Ce monde mental peut nous apparaître comme monde social, disons une race ou une espèce. Les gens qui en sont se sentent eux-mêmes apparentés les uns aux autres par ce commun métier d’imagiers, qui est non pas expression d’un rapport à la nature, mais exercice d’une même pratique et, au sens le plus strict, un art. Mieux que race ou espèce, on pourrait dire : corporation. Non point rapport à la nature et à ses éléments, mais à des substances pouvant servir à des fabrications : le verre, les matières colorantes, le plomb, et puis le mur et tout ce qui fait un mur et tout ce qui sert à dessiner et peindre dessus. Et ces fabrications seront, entre gens de la corporation, occasions de recherches, de partis pris, de conseils, de discussions, de mutuels apprentissages. La communauté humaine n’est pas ici fondée sur des alliances de biens et de privilèges, mais sur une même entente du labeur. Et ainsi faite, elle atteint à une merveilleuse fraternisation à travers siècles et pays.

 

On ne saurait concevoir cette très spéciale corporation d’imagiers sans lui attribuer les principes d’une morale, et qui sera forcément aristocratique. Car le plus caractéristique de ces principes sera, naturellement, de produire de l’ouvrage bien faite, c’est-à-dire une œuvre ayant sa raison d’être en elle-même et sa fin dans l’excellence et la perfection d’elle-même. Le fabricateur s’est efforcé à la fabrication la meilleure : c’est en cela qu’il est aristocrate, c’est-à-dire du parti du mieux. Et s’en tenant à cette vocation, il refuse le secours des faux-semblants et de tout ce par quoi l’œuvre se dépasserait pour se projeter dans des effets : et c’est en cela qu’il est moral.

 

L’image n’est forte que de sa fabrication, et elle ne se veut flatter que d’une chose : que cette fabrication soit bonne.

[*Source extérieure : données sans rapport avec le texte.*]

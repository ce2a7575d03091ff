use tokio_util::sync::CancellationToken;

/// Wait for Ctrl-C (SIGINT) or SIGTERM and cancel the engine. Returns early
/// if the engine cancels itself.
pub async fn wait_for_signal(cancel: CancellationToken) {
    tokio::select! {
        _ = cancel.cancelled() => return,
        signal = shutdown_signal() => {
            tb_info!(sys, signal, "received signal, initiating graceful shutdown");
        }
    }
    cancel.cancel();
}

#[cfg(unix)]
async fn shutdown_signal() -> &'static str {
    use tokio::signal::unix::{SignalKind, signal};
    match signal(SignalKind::terminate()) {
        Ok(mut sigterm) => tokio::select! {
            _ = tokio::signal::ctrl_c() => "SIGINT",
            _ = sigterm.recv() => "SIGTERM",
        },
        Err(e) => {
            tb_warn!(sys, error = %e, "SIGTERM handler unavailable, listening for SIGINT only");
            ctrl_c().await
        }
    }
}

#[cfg(not(unix))]
async fn shutdown_signal() -> &'static str {
    ctrl_c().await
}

async fn ctrl_c() -> &'static str {
    if let Err(e) = tokio::signal::ctrl_c().await {
        tb_warn!(sys, error = %e, "Ctrl-C handler unavailable");
        std::future::pending::<()>().await;
    }
    "SIGINT"
}
pub mod commit;
pub mod error;
pub mod event;
pub mod finalize;
pub mod sink;
pub mod source;
pub mod window;
pub mod worker;
pub mod engine;
pub mod logging;
pub mod metrics;
pub mod runtime;
pub mod sink;
pub mod source;
pub mod types;
pub mod validate;
pub mod window;

pub use engine::{ConsumerGroupConfig, EngineConfig, Overrides};
pub use logging::{LogFormat, LoggingConfig};
pub use metrics::MetricsConfig;
pub use runtime::{CheckpointConfig, RuntimeConfig};
pub use sink::{SinkConfig, SinkUri, parse_sink_uri};
pub use source::{SourceConfig, SourceUri, StartPolicy, parse_source_uri};
pub use types::HumanDuration;
pub use window::WindowConfig;
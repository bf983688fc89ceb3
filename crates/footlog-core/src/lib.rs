//! Core identity types and runtime utilities for footlog.
//!
//! Typed identifiers shared by every crate in the workspace, plus the
//! logging and signal setup used by the binaries.

// ============================================================================
// TRAITS
// ============================================================================
/// Unique identifier trait for domain entities.
pub trait Unique<T = Self> {
    fn id(&self) -> ID<T>;
}

// ============================================================================
// IDENTITY TYPES
// ============================================================================
use std::cmp::Ordering;
use std::fmt::Debug;
use std::fmt::Display;
use std::fmt::Formatter;
use std::hash::Hash;
use std::hash::Hasher;
use std::marker::PhantomData;

/// Generic ID wrapper providing compile-time type safety over uuid::Uuid.
pub struct ID<T> {
    inner: uuid::Uuid,
    marker: PhantomData<T>,
}

impl<T> ID<T> {
    pub fn inner(&self) -> uuid::Uuid {
        self.inner
    }
    /// Cast ID<T> to ID<U> while preserving the underlying UUID.
    pub fn cast<U>(self) -> ID<U> {
        ID {
            inner: self.inner,
            marker: PhantomData,
        }
    }
}

impl<T> From<ID<T>> for uuid::Uuid {
    fn from(id: ID<T>) -> Self {
        id.inner()
    }
}
impl<T> From<uuid::Uuid> for ID<T> {
    fn from(inner: uuid::Uuid) -> Self {
        Self {
            inner,
            marker: PhantomData,
        }
    }
}

impl<T> TryFrom<&str> for ID<T> {
    type Error = uuid::Error;
    fn try_from(s: &str) -> Result<Self, Self::Error> {
        uuid::Uuid::parse_str(s).map(Self::from)
    }
}

impl<T> Default for ID<T> {
    fn default() -> Self {
        Self {
            inner: uuid::Uuid::now_v7(),
            marker: PhantomData,
        }
    }
}

impl<T> Copy for ID<T> {}
impl<T> Clone for ID<T> {
    fn clone(&self) -> Self {
        *self
    }
}

impl<T> Eq for ID<T> {}
impl<T> PartialEq for ID<T> {
    fn eq(&self, other: &Self) -> bool {
        self.inner == other.inner
    }
}

impl<T> Ord for ID<T> {
    fn cmp(&self, other: &Self) -> Ordering {
        self.inner.cmp(&other.inner)
    }
}
impl<T> PartialOrd for ID<T> {
    fn partial_cmp(&self, other: &Self) -> Option<Ordering> {
        Some(self.cmp(other))
    }
}

impl<T> Hash for ID<T> {
    fn hash<H>(&self, state: &mut H)
    where
        H: Hasher,
    {
        self.inner.hash(state);
    }
}

impl<T> Debug for ID<T> {
    fn fmt(&self, f: &mut Formatter<'_>) -> std::fmt::Result {
        f.debug_tuple("ID").field(&self.inner).finish()
    }
}
impl<T> Display for ID<T> {
    fn fmt(&self, f: &mut Formatter<'_>) -> std::fmt::Result {
        Display::fmt(&self.inner, f)
    }
}

// ============================================================================
// RUNTIME UTILITIES
// ============================================================================
/// Initialize dual logging (terminal + file) with timestamped log files.
/// Creates `logs/` directory and writes DEBUG level to file, INFO to terminal.
#[cfg(feature = "server")]
pub fn log() -> std::io::Result<()> {
    std::fs::create_dir_all("logs")?;
    let config = simplelog::ConfigBuilder::new()
        .set_location_level(log::LevelFilter::Off)
        .set_target_level(log::LevelFilter::Off)
        .set_thread_level(log::LevelFilter::Off)
        .build();
    let time = std::time::SystemTime::now()
        .duration_since(std::time::UNIX_EPOCH)
        .unwrap_or_default()
        .as_secs();
    let file = simplelog::WriteLogger::new(
        log::LevelFilter::Debug,
        config.clone(),
        std::fs::File::create(format!("logs/{}.log", time))?,
    );
    let term = simplelog::TermLogger::new(
        log::LevelFilter::Info,
        config.clone(),
        simplelog::TerminalMode::Mixed,
        simplelog::ColorChoice::Auto,
    );
    simplelog::CombinedLogger::init(vec![term, file])
        .map_err(|e| std::io::Error::new(std::io::ErrorKind::Other, e))
}

/// Register Ctrl+C handler for immediate termination.
#[cfg(feature = "server")]
pub fn kys() {
    tokio::spawn(async move {
        if tokio::signal::ctrl_c().await.is_ok() {
            println!();
            log::warn!("interrupt received, exiting immediately");
            std::process::exit(0);
        }
    });
}
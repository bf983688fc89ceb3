use super::*;
use footlog_core::ID;
use redis::AsyncCommands;

/// Redis-backed [`SessionStore`].
///
/// Keys: `refresh:{account}` and `ip:{account}` hold the session,
/// `owner:{sha256(token)}` indexes it by token. All three share one TTL and
/// are written in a single MULTI/EXEC.
#[derive(Clone)]
pub struct RedisVault {
    client: redis::Client,
}

impl RedisVault {
    pub fn new(url: &str) -> Result<Self, AuthError> {
        redis::Client::open(url)
            .map(|client| Self { client })
            .map_err(unavailable)
    }
    async fn connection(&self) -> Result<redis::aio::MultiplexedConnection, AuthError> {
        self.client
            .get_multiplexed_async_connection()
            .await
            .map_err(unavailable)
    }
}

impl SessionStore for RedisVault {
    async fn put(&self, account: ID<Member>, session: &Session) -> Result<(), AuthError> {
        let ref mut conn = self.connection().await?;
        let ttl = session.ttl().as_secs().max(1);
        let previous: Option<String> = conn.get(refresh(account)).await.map_err(unavailable)?;
        let mut pipe = redis::pipe();
        pipe.atomic();
        if let Some(ref previous) = previous {
            pipe.cmd("DEL").arg(owner(previous)).ignore();
        }
        pipe.cmd("SET")
            .arg(refresh(account))
            .arg(session.token())
            .arg("EX")
            .arg(ttl)
            .ignore()
            .cmd("SET")
            .arg(address(account))
            .arg(session.ip())
            .arg("EX")
            .arg(ttl)
            .ignore()
            .cmd("SET")
            .arg(owner(session.token()))
            .arg(account.to_string())
            .arg("EX")
            .arg(ttl)
            .ignore();
        let () = pipe.query_async(conn).await.map_err(unavailable)?;
        Ok(())
    }
    async fn get(&self, account: ID<Member>) -> Result<Option<String>, AuthError> {
        let ref mut conn = self.connection().await?;
        conn.get(refresh(account)).await.map_err(unavailable)
    }
    async fn put_ip(&self, account: ID<Member>, ip: &str) -> Result<(), AuthError> {
        let ref mut conn = self.connection().await?;
        let _: redis::Value = redis::cmd("SET")
            .arg(address(account))
            .arg(ip)
            .arg("XX")
            .arg("KEEPTTL")
            .query_async(conn)
            .await
            .map_err(unavailable)?;
        Ok(())
    }
    async fn get_ip(&self, account: ID<Member>) -> Result<Option<String>, AuthError> {
        let ref mut conn = self.connection().await?;
        conn.get(address(account)).await.map_err(unavailable)
    }
    async fn delete(&self, account: ID<Member>) -> Result<(), AuthError> {
        let ref mut conn = self.connection().await?;
        let previous: Option<String> = conn.get(refresh(account)).await.map_err(unavailable)?;
        let mut pipe = redis::pipe();
        pipe.atomic();
        if let Some(ref previous) = previous {
            pipe.cmd("DEL").arg(owner(previous)).ignore();
        }
        pipe.cmd("DEL")
            .arg(refresh(account))
            .arg(address(account))
            .ignore();
        let () = pipe.query_async(conn).await.map_err(unavailable)?;
        Ok(())
    }
    async fn owner(&self, token: &str) -> Result<Option<ID<Member>>, AuthError> {
        let ref mut conn = self.connection().await?;
        let account: Option<String> = conn.get(owner(token)).await.map_err(unavailable)?;
        let Some(account) = account.and_then(|s| ID::<Member>::try_from(s.as_str()).ok()) else {
            return Ok(None);
        };
        let current: Option<String> = conn.get(refresh(account)).await.map_err(unavailable)?;
        Ok(current.filter(|t| t == token).map(|_| account))
    }
}

fn refresh(account: ID<Member>) -> String {
    format!("refresh:{}", account)
}

fn address(account: ID<Member>) -> String {
    format!("ip:{}", account)
}

fn owner(token: &str) -> String {
    Crypto::hash(token)
        .iter()
        .fold(String::from("owner:"), |mut key, byte| {
            key.push_str(&format!("{:02x}", byte));
            key
        })
}

fn unavailable(e: redis::RedisError) -> AuthError {
    log::error!("session store: {}", e);
    AuthError::StoreUnavailable(e.to_string())
}
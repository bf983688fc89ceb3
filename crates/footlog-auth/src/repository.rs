use super::*;
use footlog_core::ID;

/// Account persistence consumed by the auth core.
/// Abstracts storage from the authentication flows.
#[allow(async_fn_in_trait)]
pub trait MemberRepository {
    async fn find_by_email(&self, email: &str) -> Result<Option<Member>, AuthError>;
    async fn find_by_id(&self, id: ID<Member>) -> Result<Option<Member>, AuthError>;
    async fn save(&self, member: Member) -> Result<Member, AuthError>;
}

#[cfg(feature = "database")]
mod postgres {
    use super::*;
    use footlog_core::Unique;
    use footlog_pg::*;
    use std::sync::Arc;
    use tokio_postgres::Client;
    use tokio_postgres::Row;

    const COLUMNS: &str = "id, name, email, hashword, role, gender, origin";

    fn hydrate(row: Row) -> Member {
        let member = Member::new(
            ID::from(row.get::<_, uuid::Uuid>(0)),
            row.get::<_, String>(1),
            row.get::<_, String>(2),
        )
        .with_role(Role::from(row.get::<_, &str>(4)))
        .with_gender(Gender::from(row.get::<_, &str>(5)))
        .with_origin(Origin::from(row.get::<_, &str>(6)));
        match row.get::<_, Option<String>>(3) {
            Some(hashword) => member.with_hashword(hashword),
            None => member,
        }
    }

    fn unavailable(e: PgErr) -> AuthError {
        log::error!("member store: {}", e);
        AuthError::StoreUnavailable(e.to_string())
    }

    impl MemberRepository for Arc<Client> {
        async fn find_by_email(&self, email: &str) -> Result<Option<Member>, AuthError> {
            self.query_opt(
                const_format::concatcp!("SELECT ", COLUMNS, " FROM ", USERS, " WHERE email = $1"),
                &[&email],
            )
            .await
            .map(|opt| opt.map(hydrate))
            .map_err(unavailable)
        }

        async fn find_by_id(&self, id: ID<Member>) -> Result<Option<Member>, AuthError> {
            self.query_opt(
                const_format::concatcp!("SELECT ", COLUMNS, " FROM ", USERS, " WHERE id = $1"),
                &[&id.inner()],
            )
            .await
            .map(|opt| opt.map(hydrate))
            .map_err(unavailable)
        }

        async fn save(&self, member: Member) -> Result<Member, AuthError> {
            self.execute(
                const_format::concatcp!(
                    "INSERT INTO ",
                    USERS,
                    " (",
                    COLUMNS,
                    ") VALUES ($1, $2, $3, $4, $5, $6, $7)
                     ON CONFLICT (id) DO UPDATE SET
                        name = EXCLUDED.name,
                        hashword = EXCLUDED.hashword,
                        role = EXCLUDED.role,
                        gender = EXCLUDED.gender"
                ),
                &[
                    &member.id().inner(),
                    &member.name(),
                    &member.email(),
                    &member.hashword(),
                    &member.role().as_str(),
                    &member.gender().as_str(),
                    &member.origin().as_str(),
                ],
            )
            .await
            .map_err(|e| {
                if e.code() == Some(&tokio_postgres::error::SqlState::UNIQUE_VIOLATION) {
                    AuthError::EmailTaken
                } else {
                    unavailable(e)
                }
            })
            .map(|_| member)
        }
    }
}
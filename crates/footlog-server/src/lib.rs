//! Backend server.
//!
//! Wires the member table, the shared refresh session store, and the
//! authentication routes into a single actix-web server.
use actix_cors::Cors;
use actix_web::App;
use actix_web::HttpResponse;
use actix_web::HttpServer;
use actix_web::Responder;
use actix_web::middleware::Logger;
use actix_web::web;
use anyhow::Context;
use footlog_auth::Authenticator;
use footlog_auth::Config;
use footlog_auth::Crypto;
use footlog_auth::Member;
use footlog_auth::RedisVault;
use std::sync::Arc;
use tokio_postgres::Client;

type Members = Arc<Client>;

async fn health(client: web::Data<Members>) -> impl Responder {
    match client
        .execute("SELECT 1", &[])
        .await
        .inspect_err(|e| log::error!("health check failed: {}", e))
    {
        Ok(_) => HttpResponse::Ok().body("ok"),
        Err(_) => HttpResponse::ServiceUnavailable().body("database unavailable"),
    }
}

#[rustfmt::skip]
pub async fn run() -> anyhow::Result<()> {
    let config = Config::from_env()?;
    let bind = std::env::var("BIND_ADDR").context("BIND_ADDR must be set")?;
    let db_url = std::env::var("DB_URL").context("DB_URL must be set")?;
    let redis_url = std::env::var("REDIS_URL").context("REDIS_URL must be set")?;
    let client = footlog_pg::db(&db_url).await?;
    footlog_pg::migrate::<Member>(&client).await?;
    let sessions = RedisVault::new(&redis_url)?;
    let auth = Authenticator::new(config, client.clone(), sessions)?;
    let origin = auth.config().client_origin.clone();
    let crypto = web::Data::new(Crypto::clone(auth.crypto()));
    let auth = web::Data::new(auth);
    let client = web::Data::new(client);
    log::info!("starting server on {}", bind);
    HttpServer::new(move || {
        App::new()
            .wrap(Logger::new("%r %s %Ts"))
            .wrap(
                Cors::default()
                    .allowed_origin(&origin)
                    .allow_any_method()
                    .allow_any_header()
                    .supports_credentials(),
            )
            .app_data(auth.clone())
            .app_data(crypto.clone())
            .app_data(client.clone())
            .route("/health", web::get().to(health))
            .configure(footlog_auth::routes::<Members, RedisVault>)
    })
    .bind(bind)?
    .run()
    .await?;
    Ok(())
}
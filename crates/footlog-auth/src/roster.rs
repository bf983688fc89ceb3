use super::*;
use footlog_core::ID;
use footlog_core::Unique;
use std::collections::HashMap;
use tokio::sync::RwLock;

/// In-process [`MemberRepository`] keyed by id, with unique emails.
#[derive(Default)]
pub struct Roster {
    members: RwLock<HashMap<ID<Member>, Member>>,
}

impl Roster {
    pub async fn len(&self) -> usize {
        self.members.read().await.len()
    }
}

impl MemberRepository for Roster {
    async fn find_by_email(&self, email: &str) -> Result<Option<Member>, AuthError> {
        Ok(self
            .members
            .read()
            .await
            .values()
            .find(|m| m.email() == email)
            .cloned())
    }
    async fn find_by_id(&self, id: ID<Member>) -> Result<Option<Member>, AuthError> {
        Ok(self.members.read().await.get(&id).cloned())
    }
    async fn save(&self, member: Member) -> Result<Member, AuthError> {
        let mut members = self.members.write().await;
        if members
            .values()
            .any(|m| m.email() == member.email() && m.id() != member.id())
        {
            return Err(AuthError::EmailTaken);
        }
        members.insert(member.id(), member.clone());
        Ok(member)
    }
}
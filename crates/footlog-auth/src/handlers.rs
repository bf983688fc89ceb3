use super::*;
use actix_web::HttpRequest;
use actix_web::HttpResponse;
use actix_web::Responder;
use actix_web::cookie::Cookie;
use actix_web::cookie::SameSite;
use actix_web::http::header;
use actix_web::web;
use footlog_core::Unique;
use std::time::Duration;

type Service<M, S> = web::Data<Authenticator<M, S>>;

/// Mounts the `/api/auth` scope for a given member repository and session store.
pub fn routes<M, S>(cfg: &mut web::ServiceConfig)
where
    M: MemberRepository + 'static,
    S: SessionStore + 'static,
{
    cfg.service(
        web::scope("/api/auth")
            .route("/signup", web::post().to(signup::<M, S>))
            .route("/login", web::post().to(login::<M, S>))
            .route("/reissue", web::post().to(reissue::<M, S>))
            .route("/logout", web::post().to(logout::<M, S>))
            .route("/me", web::get().to(me))
            .route("/kakao/login", web::get().to(kakao::<M, S>)),
    );
}

pub async fn signup<M, S>(
    auth: Service<M, S>,
    req: web::Json<RegisterRequest>,
) -> Result<HttpResponse, AuthError>
where
    M: MemberRepository + 'static,
    S: SessionStore + 'static,
{
    let member = auth.register(&req).await?;
    Ok(HttpResponse::Created().json(UserInfo {
        id: member.id().to_string(),
        name: member.name().to_string(),
        roles: vec![member.role()],
    }))
}
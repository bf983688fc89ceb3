use super::*;
use footlog_core::ID;

/// Account lookup and provisioning shared by password login, sign-up and
/// delegated login.
pub struct Resolver<M> {
    members: M,
}

impl<M> Resolver<M>
where
    M: MemberRepository,
{
    pub fn new(members: M) -> Self {
        Self { members }
    }
    pub fn members(&self) -> &M {
        &self.members
    }
    pub async fn by_email(&self, email: &str) -> Result<Option<Member>, AuthError> {
        self.members.find_by_email(email).await
    }
    pub async fn by_id(&self, id: ID<Member>) -> Result<Member, AuthError> {
        self.members
            .find_by_id(id)
            .await?
            .ok_or(AuthError::AccountNotFound)
    }
    /// Creates a local account. The email must not be registered yet.
    pub async fn register(&self, member: Member) -> Result<Member, AuthError> {
        if self.members.find_by_email(member.email()).await?.is_some() {
            return Err(AuthError::EmailTaken);
        }
        log::info!("registering member {}", member.email());
        self.members.save(member).await
    }
    /// Returns the account registered under the profile's email, creating a
    /// delegated-only one on first sight. Existing accounts are not updated.
    /// A concurrent first login that provisions the same email wins, and its
    /// account is returned.
    pub async fn find_or_create(&self, profile: &Profile) -> Result<Member, AuthError> {
        match self.members.find_by_email(&profile.email).await? {
            Some(member) => Ok(member),
            None => {
                log::info!("provisioning {} member {}", profile.origin.as_str(), profile.email);
                let member = Member::new(ID::default(), profile.name.clone(), profile.email.clone())
                    .with_hashword(password::unusable()?)
                    .with_gender(profile.gender)
                    .with_origin(profile.origin)
                    .with_role(Role::User);
                match self.members.save(member).await {
                    Err(AuthError::EmailTaken) => {
                        log::debug!("lost provisioning race for {}", profile.email);
                        self.members
                            .find_by_email(&profile.email)
                            .await?
                            .ok_or(AuthError::EmailTaken)
                    }
                    saved => saved,
                }
            }
        }
    }
}
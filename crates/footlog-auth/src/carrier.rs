use std::net::IpAddr;

/// Raw request metadata the auth core needs: where the caller is, and
/// which cookies and headers it sent.
pub trait Carrier {
    /// Address of the socket peer, which may be a proxy.
    fn peer(&self) -> Option<IpAddr>;
    fn cookie(&self, name: &str) -> Option<String>;
    fn header(&self, name: &str) -> Option<String>;

    /// Client address used for session binding. Forwarding headers are
    /// honoured only when the peer is one of the `trusted` proxies; the
    /// client is then the rightmost `X-Forwarded-For` hop that is not itself
    /// trusted, falling back to `X-Real-IP` and finally the peer.
    fn ip(&self, trusted: &[IpAddr]) -> Option<IpAddr> {
        let peer = self.peer()?;
        if !trusted.contains(&peer) {
            return Some(peer);
        }
        self.header("X-Forwarded-For")
            .and_then(|hops| {
                hops.rsplit(',')
                    .filter_map(|hop| hop.trim().parse::<IpAddr>().ok())
                    .find(|hop| !trusted.contains(hop))
            })
            .or_else(|| {
                self.header("X-Real-IP")
                    .and_then(|s| s.trim().parse::<IpAddr>().ok())
            })
            .or(Some(peer))
    }
}

#[cfg(feature = "server")]
mod request {
    use super::*;
    use actix_web::HttpRequest;

    impl Carrier for HttpRequest {
        fn peer(&self) -> Option<IpAddr> {
            self.peer_addr().map(|a| a.ip())
        }
        fn cookie(&self, name: &str) -> Option<String> {
            HttpRequest::cookie(self, name).map(|c| c.value().to_owned())
        }
        fn header(&self, name: &str) -> Option<String> {
            self.headers()
                .get(name)
                .and_then(|h| h.to_str().ok())
                .map(|s| s.to_owned())
        }
    }
}
use super::*;
use footlog_core::ID;
use std::collections::HashMap;
use tokio::sync::RwLock;

/// In-process [`SessionStore`]. Expired sessions are ignored on read and
/// swept out on every write.
#[derive(Default)]
pub struct Vault {
    state: RwLock<State>,
}

#[derive(Default)]
struct State {
    sessions: HashMap<ID<Member>, Session>,
    owners: HashMap<Vec<u8>, ID<Member>>,
}

impl State {
    fn live(&self, account: ID<Member>) -> Option<&Session> {
        self.sessions.get(&account).filter(|s| !s.expired())
    }
    /// Drops every expired session along with its reverse index entry.
    fn sweep(&mut self) {
        let State { sessions, owners } = self;
        sessions.retain(|_, session| !session.expired());
        owners.retain(|_, account| sessions.contains_key(account));
    }
    fn evict(&mut self, account: ID<Member>) {
        if let Some(old) = self.sessions.remove(&account) {
            self.owners.remove(&Crypto::hash(old.token()));
        }
    }
}

impl SessionStore for Vault {
    async fn put(&self, account: ID<Member>, session: &Session) -> Result<(), AuthError> {
        let mut state = self.state.write().await;
        state.sweep();
        state.evict(account);
        state.owners.insert(Crypto::hash(session.token()), account);
        state.sessions.insert(account, session.clone());
        Ok(())
    }
    async fn get(&self, account: ID<Member>) -> Result<Option<String>, AuthError> {
        Ok(self
            .state
            .read()
            .await
            .live(account)
            .map(|s| s.token().to_owned()))
    }
    async fn put_ip(&self, account: ID<Member>, ip: &str) -> Result<(), AuthError> {
        if let Some(session) = self.state.write().await.sessions.get_mut(&account) {
            session.rebind(ip);
        }
        Ok(())
    }
    async fn get_ip(&self, account: ID<Member>) -> Result<Option<String>, AuthError> {
        Ok(self
            .state
            .read()
            .await
            .live(account)
            .map(|s| s.ip().to_owned()))
    }
    async fn delete(&self, account: ID<Member>) -> Result<(), AuthError> {
        self.state.write().await.evict(account);
        Ok(())
    }
    async fn owner(&self, token: &str) -> Result<Option<ID<Member>>, AuthError> {
        let state = self.state.read().await;
        Ok(state
            .owners
            .get(&Crypto::hash(token))
            .copied()
            .filter(|account| state.live(*account).is_some_and(|s| s.token() == token)))
    }
}
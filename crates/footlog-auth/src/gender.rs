/// Self-declared gender, as reported at sign-up or by the login provider.
#[derive(Debug, Default, Clone, Copy, PartialEq, Eq, Hash, serde::Serialize, serde::Deserialize)]
#[serde(rename_all = "UPPERCASE")]
pub enum Gender {
    Male,
    Female,
    #[default]
    Unknown,
}

impl Gender {
    pub fn as_str(&self) -> &'static str {
        match self {
            Self::Male => "MALE",
            Self::Female => "FEMALE",
            Self::Unknown => "UNKNOWN",
        }
    }
}

impl From<&str> for Gender {
    fn from(s: &str) -> Self {
        match s.to_ascii_lowercase().as_str() {
            "male" | "m" => Self::Male,
            "female" | "f" => Self::Female,
            _ => Self::Unknown,
        }
    }
}
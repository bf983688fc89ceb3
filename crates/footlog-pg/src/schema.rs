/// Schema metadata for PostgreSQL tables.
///
/// All methods return `&'static str` so statements can be assembled at
/// compile time via `const_format::concatcp!`.
///
/// This trait contains no I/O operations; it purely describes table
/// structure. [`migrate`](crate::migrate) applies it.
pub trait Schema {
    /// Returns the table name in the database.
    fn name() -> &'static str;
    /// Returns `CREATE TABLE IF NOT EXISTS` DDL statement.
    fn creates() -> &'static str;
    /// Returns `CREATE INDEX IF NOT EXISTS` statements for all indices.
    fn indices() -> &'static str;
}
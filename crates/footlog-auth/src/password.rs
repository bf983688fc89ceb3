//! Argon2 credential hashing and verification.
//!
//! Raw secrets pass through here and nowhere else; they are never logged.
use super::AuthError;
use argon2::Argon2;
use argon2::PasswordHash;
use argon2::PasswordHasher;
use argon2::PasswordVerifier;
use argon2::password_hash::SaltString;

fn salt() -> Result<SaltString, AuthError> {
    use rand::Rng;
    let ref mut bytes = [0u8; 16];
    rand::rng().fill(bytes);
    SaltString::encode_b64(bytes).map_err(|e| AuthError::Hashing(e.to_string()))
}

pub fn hash(password: &str) -> Result<String, AuthError> {
    Argon2::default()
        .hash_password(password.as_bytes(), &salt()?)
        .map(|h| h.to_string())
        .map_err(|e| AuthError::Hashing(e.to_string()))
}

pub fn verify(password: &str, hashword: &str) -> bool {
    PasswordHash::new(hashword)
        .ok()
        .as_ref()
        .map(|hash| {
            Argon2::default()
                .verify_password(password.as_bytes(), hash)
                .is_ok()
        })
        .unwrap_or(false)
}

/// Fails with [`AuthError::InvalidCredential`] unless `password` matches.
pub fn check(password: &str, hashword: &str) -> Result<(), AuthError> {
    match verify(password, hashword) {
        true => Ok(()),
        false => Err(AuthError::InvalidCredential),
    }
}

/// Hash of a random secret nobody knows, for accounts that only log in
/// through a provider.
pub fn unusable() -> Result<String, AuthError> {
    hash(&uuid::Uuid::new_v4().to_string())
}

Tous les moyens employés à sa réalisation n’auront visé qu’à rendre celle-ci évidente : on verra que tout, là-dedans, s’ajuste bien ; chaque élément répond de lui-même et ne s’en adapte que plus solidement et selon un rythme plus éclatant à l’élément voisin. Ou bien il s’en distingue immédiatement, ce qui est encore une façon de mettre les choses au clair. Car c’est là ce qui importe : mettre les choses au clair, les séparer, les isoler, marquer l’individualité de chacune, même si on les associe en rouages mécaniques. Mais par là encore on les tirera à part de telles autres associations qui sont celles de l’ordinaire et de l’habituel. Car aux yeux, comme dit Léger, « du personnage épique que l’on désigne généralement sous le nom d’inventeur, d’artiste, de poète » et qui, ajouterons-nous, atteignit, s’agissant de Léger, à une singulière richesse lyrique durant sa période cubiste –, aux yeux de celui-là les éléments de la composition ordinaire et habituelle s’organisent, se coupent, se rapprochent, s’opposent d’une façon tout à fait neuve, surprenante, libre. Libre : Léger, dans ses textes, d’une si savoureuse écriture, insiste sur le mot. Enivrante liberté, toute trépidante de syncopes comme la poésie de Cendrars, comme la musique de Milhaud, compagnons en modernité.

 

L’image désigne, nous l’avons dit, elle désigne, elle dessine. Dire de Léger qu’il est un imagier, c’est dire qu’il est un dessinateur. Il le dit lui-même. Ses dessins sont un « travail préparatoire » pour ses peintures, mais ce travail est essentiel. C’est grâce à lui que les peintures seront des images. C’est ce travail qui compte et c’est en lui que se déploie essentiellement le tempérament de Léger et son inaliénable puissance organique. « Je fais un long travail préparatoire », dit-il donc dans ses propos recueillis par Dora Vallier. Et il poursuit : « Je fais d’abord une quantité de dessins, après je fais des gouaches, et enfin je passe à la toile, mais quand je l’attaque j’ai 80 p. 100 d’assurance. Je sais où je vais. » C’est que le plus gros, c’est-à-dire l’effort vers le mieux, est fait. Lentement, sans improvisation, mais fait. Et c’est en ce lent et long effort qu’a consisté le comportement essentiel et organique du dessinateur Léger, de l’imagier Léger, comportement essentiel qui est aussi conduite morale dans laquelle se confondent les deux sens du mot vertu, son sens artiste, italien, de virtù ou pouvoir de faire, et son sens d’éthique stoïcienne, jacobine, ou règle de s’en tenir à soi et à la constante amélioration de soi. Ingres, homme populaire et de sa province, n’entendait pas autre chose avec sa maxime du dessin qui est la probité de l’art. Dessiner un objet, c’est le chercher dans sa rigoureuse teneur.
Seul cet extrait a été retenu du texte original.